What I connect to when I think of Nessie’s story is her position as an outcast among a staunchly traditional society who wasn’t afraid to dig deep and live her own truth. I feel connected to her willingness to form a family that matched her unchangeable station in life even though it opposed societal norms. Most importantly, I admire how she allowed compassion to rule her actions later in life rather than bitterness and revenge. When I think of the Mormons I know  and love who have unfriended me or dismissed me because I don’t fit their preconceived notions of propriety, I am certain Great-Grandma Nessie would disapprove of their behavior and open her heart and home to me.

I respect Nessie’s choice to join Mormonism given what she knew at the time. I understand the refuge and peace Mormonism must have offered her. Something tells me she’d likewise understand  my need to later  leave it for my own peace and refuge given my station in life.
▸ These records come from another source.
//! Plan & Step Proposal Schemas
//!
//! The shapes the model is asked to produce, in two forms: `JsonSchema`
//! derives feeding schema-constrained generation, and manual validators
//! for payloads extracted from free text. Both paths accept the same
//! inputs; the manual path additionally applies field defaulting so a
//! sloppy but salvageable payload still yields a usable proposal.

use schemars::JsonSchema;
use serde::{Deserialize, Serialize};
use serde_json::Value;

use pilot_core::{PilotError, PilotResult};
use pilot_llm::SchemaDescriptor;

use crate::types::{TaskComplexity, WorkflowStage};

/// Fallback name for a stage proposal missing one.
pub const UNNAMED_STAGE: &str = "Unnamed Stage";

/// Fallback name for a subtask proposal missing one.
pub const UNNAMED_SUBTASK: &str = "Unnamed Subtask";

// ============================================================================
// Proposal Types
// ============================================================================

/// A single step the model proposes for dispatch.
#[derive(Debug, Clone, Serialize, Deserialize, JsonSchema)]
#[serde(rename_all = "camelCase")]
pub struct StepProposal {
    /// Short action-oriented step name
    pub name: String,
    /// Full query text for the executor
    pub query: String,
    /// Canvas item ids to preload as context
    #[serde(default)]
    pub context_item_ids: Vec<String>,
    /// Workflow phase this step serves
    #[serde(default)]
    pub workflow_stage: Option<WorkflowStage>,
}

/// A batch of step proposals from the subtask generator.
#[derive(Debug, Clone, Serialize, Deserialize, JsonSchema)]
#[serde(rename_all = "camelCase")]
pub struct StepBatchProposal {
    /// Proposed steps, at most the requested count
    #[serde(default)]
    pub steps: Vec<StepProposal>,
}

/// A stage the model proposes for the progress plan.
#[derive(Debug, Clone, Serialize, Deserialize, JsonSchema)]
#[serde(rename_all = "camelCase")]
pub struct StageProposal {
    /// Stage name
    pub name: String,
    /// What the stage accomplishes
    #[serde(default)]
    pub description: String,
    /// Concrete objectives
    #[serde(default)]
    pub objectives: Vec<String>,
    /// Tool categories relevant to the stage
    #[serde(default)]
    pub tool_categories: Vec<String>,
    /// Subtasks for the stage (only expected on the active stage)
    #[serde(default)]
    pub subtasks: Vec<StepProposal>,
}

/// The model's full plan output.
#[derive(Debug, Clone, Serialize, Deserialize, JsonSchema)]
#[serde(rename_all = "camelCase")]
pub struct PlanProposal {
    /// Ordered stage proposals
    #[serde(default)]
    pub stages: Vec<StageProposal>,
    /// The model's reasoning for this decomposition
    #[serde(default)]
    pub planning_logic: String,
    /// Restated user intent
    #[serde(default)]
    pub user_intent: String,
    /// Estimated number of epochs for the whole plan
    #[serde(default)]
    pub estimated_total_epochs: Option<usize>,
    /// Coarse complexity classification
    #[serde(default)]
    pub task_complexity: Option<TaskComplexity>,
}

// ============================================================================
// Schema Descriptors
// ============================================================================

/// Schema for full plan generation.
pub fn plan_schema() -> SchemaDescriptor {
    SchemaDescriptor::for_type::<PlanProposal>("pilot_plan")
}

/// Schema for step batch generation.
pub fn step_batch_schema() -> SchemaDescriptor {
    SchemaDescriptor::for_type::<StepBatchProposal>("pilot_steps")
}

// ============================================================================
// Free-Text Validators
// ============================================================================

/// Validate one step payload from an extracted value.
///
/// Empty `name`/`query` and unrecognized `workflowStage` values are
/// rejected with errors naming the offending field; a missing
/// `workflowStage` is allowed and left unset.
pub fn validate_step_value(value: &Value) -> PilotResult<StepProposal> {
    let obj = value
        .as_object()
        .ok_or_else(|| PilotError::validation("step must be a JSON object"))?;

    let name = obj
        .get("name")
        .and_then(Value::as_str)
        .map(str::trim)
        .unwrap_or_default();
    if name.is_empty() {
        return Err(PilotError::validation("step field 'name' must not be empty"));
    }

    let query = obj
        .get("query")
        .and_then(Value::as_str)
        .map(str::trim)
        .unwrap_or_default();
    if query.is_empty() {
        return Err(PilotError::validation(
            "step field 'query' must not be empty",
        ));
    }

    let workflow_stage = match obj.get("workflowStage").and_then(Value::as_str) {
        Some(tag) => Some(WorkflowStage::parse(tag).ok_or_else(|| {
            PilotError::validation(format!(
                "step field 'workflowStage' has unknown value {:?}",
                tag
            ))
        })?),
        None => None,
    };

    let context_item_ids = obj
        .get("contextItemIds")
        .and_then(Value::as_array)
        .map(|items| {
            items
                .iter()
                .filter_map(Value::as_str)
                .map(str::to_string)
                .collect()
        })
        .unwrap_or_default();

    Ok(StepProposal {
        name: name.to_string(),
        query: query.to_string(),
        context_item_ids,
        workflow_stage,
    })
}

/// Parse a step batch from an extracted value.
///
/// Accepts either `{"steps": [...]}` or a bare array. Individually invalid
/// steps are dropped with a warning; the batch fails only when the payload
/// has neither shape.
pub fn parse_step_batch(value: &Value) -> PilotResult<Vec<StepProposal>> {
    let entries = if let Some(array) = value.as_array() {
        array
    } else if let Some(array) = value.get("steps").and_then(Value::as_array) {
        array
    } else {
        return Err(PilotError::validation(
            "step batch must be an array or an object with a 'steps' array",
        ));
    };

    let mut steps = Vec::new();
    for entry in entries {
        match validate_step_value(entry) {
            Ok(step) => steps.push(step),
            Err(err) => {
                tracing::warn!(error = %err, "dropping invalid step proposal");
            }
        }
    }
    Ok(steps)
}

/// Parse a plan proposal from an extracted value, defaulting malformed
/// fields instead of failing.
///
/// A stage without a usable name becomes [`UNNAMED_STAGE`]; a subtask
/// without a name becomes [`UNNAMED_SUBTASK`], and a subtask without a
/// query reuses its name. Only a payload that is not a JSON object at all
/// is rejected; whether an empty stage list is acceptable is the caller's
/// decision.
pub fn parse_plan_value(value: &Value) -> PilotResult<PlanProposal> {
    let obj = value
        .as_object()
        .ok_or_else(|| PilotError::validation("plan payload must be a JSON object"))?;

    let stages = obj
        .get("stages")
        .and_then(Value::as_array)
        .map(|entries| entries.iter().map(parse_stage_entry).collect())
        .unwrap_or_default();

    Ok(PlanProposal {
        stages,
        planning_logic: string_field(obj, "planningLogic"),
        user_intent: string_field(obj, "userIntent"),
        estimated_total_epochs: obj
            .get("estimatedTotalEpochs")
            .and_then(Value::as_u64)
            .map(|n| n as usize),
        task_complexity: obj
            .get("taskComplexity")
            .and_then(Value::as_str)
            .and_then(parse_complexity),
    })
}

fn parse_stage_entry(value: &Value) -> StageProposal {
    let Some(obj) = value.as_object() else {
        return StageProposal {
            name: UNNAMED_STAGE.to_string(),
            description: String::new(),
            objectives: Vec::new(),
            tool_categories: Vec::new(),
            subtasks: Vec::new(),
        };
    };

    let name = obj
        .get("name")
        .and_then(Value::as_str)
        .map(str::trim)
        .filter(|s| !s.is_empty())
        .unwrap_or(UNNAMED_STAGE)
        .to_string();

    let subtasks = obj
        .get("subtasks")
        .and_then(Value::as_array)
        .map(|entries| entries.iter().map(parse_subtask_entry).collect())
        .unwrap_or_default();

    StageProposal {
        name,
        description: string_field(obj, "description"),
        objectives: string_array_field(obj, "objectives"),
        tool_categories: string_array_field(obj, "toolCategories"),
        subtasks,
    }
}

fn parse_subtask_entry(value: &Value) -> StepProposal {
    let Some(obj) = value.as_object() else {
        return StepProposal {
            name: UNNAMED_SUBTASK.to_string(),
            query: UNNAMED_SUBTASK.to_string(),
            context_item_ids: Vec::new(),
            workflow_stage: None,
        };
    };

    let name = obj
        .get("name")
        .and_then(Value::as_str)
        .map(str::trim)
        .filter(|s| !s.is_empty())
        .unwrap_or(UNNAMED_SUBTASK)
        .to_string();

    let query = obj
        .get("query")
        .and_then(Value::as_str)
        .map(str::trim)
        .filter(|s| !s.is_empty())
        .map(str::to_string)
        .unwrap_or_else(|| name.clone());

    let workflow_stage = obj
        .get("workflowStage")
        .and_then(Value::as_str)
        .and_then(WorkflowStage::parse);

    StepProposal {
        name,
        query,
        context_item_ids: string_array_field(obj, "contextItemIds"),
        workflow_stage,
    }
}

fn parse_complexity(value: &str) -> Option<TaskComplexity> {
    match value.trim().to_lowercase().as_str() {
        "simple" => Some(TaskComplexity::Simple),
        "medium" => Some(TaskComplexity::Medium),
        "complex" => Some(TaskComplexity::Complex),
        _ => None,
    }
}

fn string_field(obj: &serde_json::Map<String, Value>, key: &str) -> String {
    obj.get(key)
        .and_then(Value::as_str)
        .map(str::trim)
        .unwrap_or_default()
        .to_string()
}

fn string_array_field(obj: &serde_json::Map<String, Value>, key: &str) -> Vec<String> {
    obj.get(key)
        .and_then(Value::as_array)
        .map(|items| {
            items
                .iter()
                .filter_map(Value::as_str)
                .map(str::to_string)
                .collect()
        })
        .unwrap_or_default()
}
Making that choice honors my heritage.

 

*Details pulled from 3 separate family histories:

  1. Evelyn Nessie Eleanor Rudd’s Life Story by Susan Rudd Baxter Marzec
  2. A Brief History of My Father by Thomas Rudd
  3. Life Story of Gertrude Eleanor Alcock Newbold by same

**In #1 page 4 is missing which would include the time that Nessie goes to live with her great-aunt and uncle until the time that she meets “Henry” the man who eventually throws her to the street. I filled in the details based on family folklore and embellished inconsequential parts including his name. But the main facts are solid… that she was molested by her uncle and bore 2 children during this time.